O ninho foi construído na forquilha principal de um jatobá-mirim, a 14 metros do chão e a cerca 4 km dos limites do parque. O filhote voa bem e, pela plumagem e data do primeiro avistamento (Fev/2011) pelo agricultor Sebastião Ibarras, provavelmente deve ter cerca de um ano e quatro meses.

Popularmente conhecido como gavião-real
Já é o segundo ninho mapeado no entorno da unidade de conservação sob gestão do Instituto Chico Mendes de Conservação da Biodiversidade (ICMBio). O primeiro foi localizado em 2005 e monitorado até 2006 pelos servidores Alexandre Pereira e Ivan Salzo, então lotados no Parque.
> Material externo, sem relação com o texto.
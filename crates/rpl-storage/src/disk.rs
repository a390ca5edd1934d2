//! A blob backend on a local directory.
//!
//! Layout under the base directory:
//!
//! ```text
//! <base>/
//!   .staging/          temp files for in-flight writes
//!   <container>/
//!     <key segments...>/<last segment>
//! ```
//!
//! Each container is a subdirectory and each key a relative file path. Writes
//! land in a temp file under `.staging` and are renamed into place, so a
//! reader never observes a partially written object and `list` never sees a
//! temp file. Container names may not start with `.`.
//!
//! Because keys are file paths, one key cannot be both an object and a prefix
//! of other objects: with `some/bar` stored, `put("some")` fails, and with
//! `file` stored, `put("file/child")` fails. Both are
//! [`BackendError::InvalidKey`]. Remote object stores have no such limit.

use std::fs;
use std::io::{self, Write};
use std::path::{Path, PathBuf};

use tempfile::NamedTempFile;
use tracing::debug;
use walkdir::WalkDir;

use crate::backend::BlobBackend;
use crate::error::{BackendError, BackendResult};

/// Directory under the base that holds temp files for in-flight writes.
const STAGING_DIR: &str = ".staging";

/// Filesystem-backed [`BlobBackend`].
#[derive(Clone, Debug)]
pub struct DiskBackend {
    base: PathBuf,
}

impl DiskBackend {
    /// Create a backend rooted at `base`. The directory is created lazily.
    pub fn new(base: impl Into<PathBuf>) -> Self {
        Self { base: base.into() }
    }

    /// The base directory holding all containers.
    pub fn base(&self) -> &Path {
        &self.base
    }

    fn container_dir(&self, container: &str) -> BackendResult<PathBuf> {
        if container.is_empty()
            || container.starts_with('.')
            || container.contains('/')
            || container.contains('\\')
        {
            return Err(BackendError::InvalidKey {
                key: container.to_string(),
                reason: "container must be a single path segment not starting with '.'".into(),
            });
        }
        Ok(self.base.join(container))
    }

    fn object_path(&self, container: &str, key: &str) -> BackendResult<PathBuf> {
        let mut path = self.container_dir(container)?;
        for segment in key.split('/') {
            let reason = match segment {
                "" => "empty path segment",
                "." | ".." => "relative path segment",
                s if s.contains('\\') || s.contains('\0') => "forbidden character",
                _ => {
                    path.push(segment);
                    continue;
                }
            };
            return Err(BackendError::InvalidKey {
                key: key.to_string(),
                reason: reason.into(),
            });
        }
        Ok(path)
    }

    fn staging_dir(&self) -> PathBuf {
        self.base.join(STAGING_DIR)
    }

    /// Fail when `path` would collide with an existing object or prefix.
    fn check_conflicts(&self, container_dir: &Path, key: &str, path: &Path) -> BackendResult<()> {
        let conflict = |reason: &str| BackendError::InvalidKey {
            key: key.to_string(),
            reason: reason.into(),
        };
        if path.is_dir() {
            return Err(conflict("key is a prefix of stored objects"));
        }
        let mut current = path.parent();
        while let Some(dir) = current {
            if dir == container_dir {
                break;
            }
            if dir.is_file() {
                return Err(conflict("a parent of the key is stored as an object"));
            }
            current = dir.parent();
        }
        Ok(())
    }

    /// Remove now-empty directories between `path` and its container.
    fn prune_empty_parents(&self, container_dir: &Path, path: &Path) {
        let mut current = path.parent();
        while let Some(dir) = current {
            if dir == container_dir || fs::remove_dir(dir).is_err() {
                break;
            }
            current = dir.parent();
        }
    }
}

impl BlobBackend for DiskBackend {
    fn put(&self, container: &str, key: &str, data: &[u8]) -> BackendResult<()> {
        let path = self.object_path(container, key)?;
        self.check_conflicts(&self.container_dir(container)?, key, &path)?;
        let parent = path.parent().ok_or_else(|| BackendError::InvalidKey {
            key: key.to_string(),
            reason: "key has no parent directory".into(),
        })?;
        fs::create_dir_all(parent)?;

        let staging = self.staging_dir();
        fs::create_dir_all(&staging)?;
        let mut tmp = NamedTempFile::new_in(&staging)?;
        tmp.write_all(data)?;
        tmp.as_file().sync_all()?;
        tmp.persist(&path).map_err(|e| e.error)?;

        debug!(container, key, len = data.len(), "disk put");
        Ok(())
    }

    fn get(&self, container: &str, key: &str) -> BackendResult<Vec<u8>> {
        let path = self.object_path(container, key)?;
        let not_found = || BackendError::NotFound {
            container: container.to_string(),
            key: key.to_string(),
        };
        if path.is_dir() {
            return Err(not_found());
        }
        match fs::read(&path) {
            Ok(data) => Ok(data),
            Err(e) if e.kind() == io::ErrorKind::NotFound => Err(not_found()),
            Err(e) => Err(e.into()),
        }
    }

    fn list(&self, container: &str, prefix: &str) -> BackendResult<Vec<String>> {
        let dir = self.container_dir(container)?;
        if !dir.is_dir() {
            return Ok(Vec::new());
        }

        let mut keys = Vec::new();
        for entry in WalkDir::new(&dir).min_depth(1).follow_links(false) {
            let entry = entry.map_err(io::Error::from)?;
            if !entry.file_type().is_file() {
                continue;
            }
            let Ok(relative) = entry.path().strip_prefix(&dir) else {
                continue;
            };
            let segments: Option<Vec<&str>> = relative
                .components()
                .map(|c| c.as_os_str().to_str())
                .collect();
            let Some(segments) = segments else {
                continue;
            };
            let key = segments.join("/");
            if key.starts_with(prefix) {
                keys.push(key);
            }
        }
        keys.sort();
        Ok(keys)
    }

    fn delete(&self, container: &str, key: &str) -> BackendResult<bool> {
        let path = self.object_path(container, key)?;
        if path.is_dir() {
            return Ok(false);
        }
        match fs::remove_file(&path) {
            Ok(()) => {
                self.prune_empty_parents(&self.container_dir(container)?, &path);
                debug!(container, key, "disk delete");
                Ok(true)
            }
            Err(e) if e.kind() == io::ErrorKind::NotFound => Ok(false),
            Err(e) => Err(e.into()),
        }
    }

    fn exists(&self, container: &str, key: &str) -> BackendResult<bool> {
        Ok(self.object_path(container, key)?.is_file())
    }
}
O registro foi publicado na Revista Brasileira de Ornitologia (estudo de aves).
A expedição
Na expedição, a equipe do PCGR (a bióloga Helena Aguiar e o escalador de árvores Olivier Jaudoin) foi ao local a fim de realizar a prospecção com base nos registros fotográficos e audiovisuais da espécie nos municípios de Bodoquena e Bonito.
“Dados do PCGR indicam que em 83 ninhos mapeados e monitorados pelo programa, 97,5% são oriundos de informações diretas sobre a localização dos ninhos por agricultores, pesquisadores e pessoas que habitam no entorno das áreas de nidificação da harpia”, explica a bióloga.
O analista ambiental e chefe do parque, Fernando Correia Villela, acompanhou as atividades no Assentamento Canaã, em Bodoquena, e na Reserva Particular do Patrimônio Natural (RPPN) Saci e Fazenda São Geraldo, em Bonito.
Sobre o parque
O Parque Nacional da Serra da Bodoquena, no Mato Grosso do Sul, protege 76.481 hectares de floresta estacional, abrangendo os municípios de Bodoquena, Bonito, Jardim e Porto Murtinho. “Além da grande diversidade de aves no Parque, o avistamento das harpias, especificamente, é um ótimo indicador da biodiversidade privilegiada da unidade, mostrando também a importância do trabalho com as comunidades do entorno”, destaca Fernando Villela.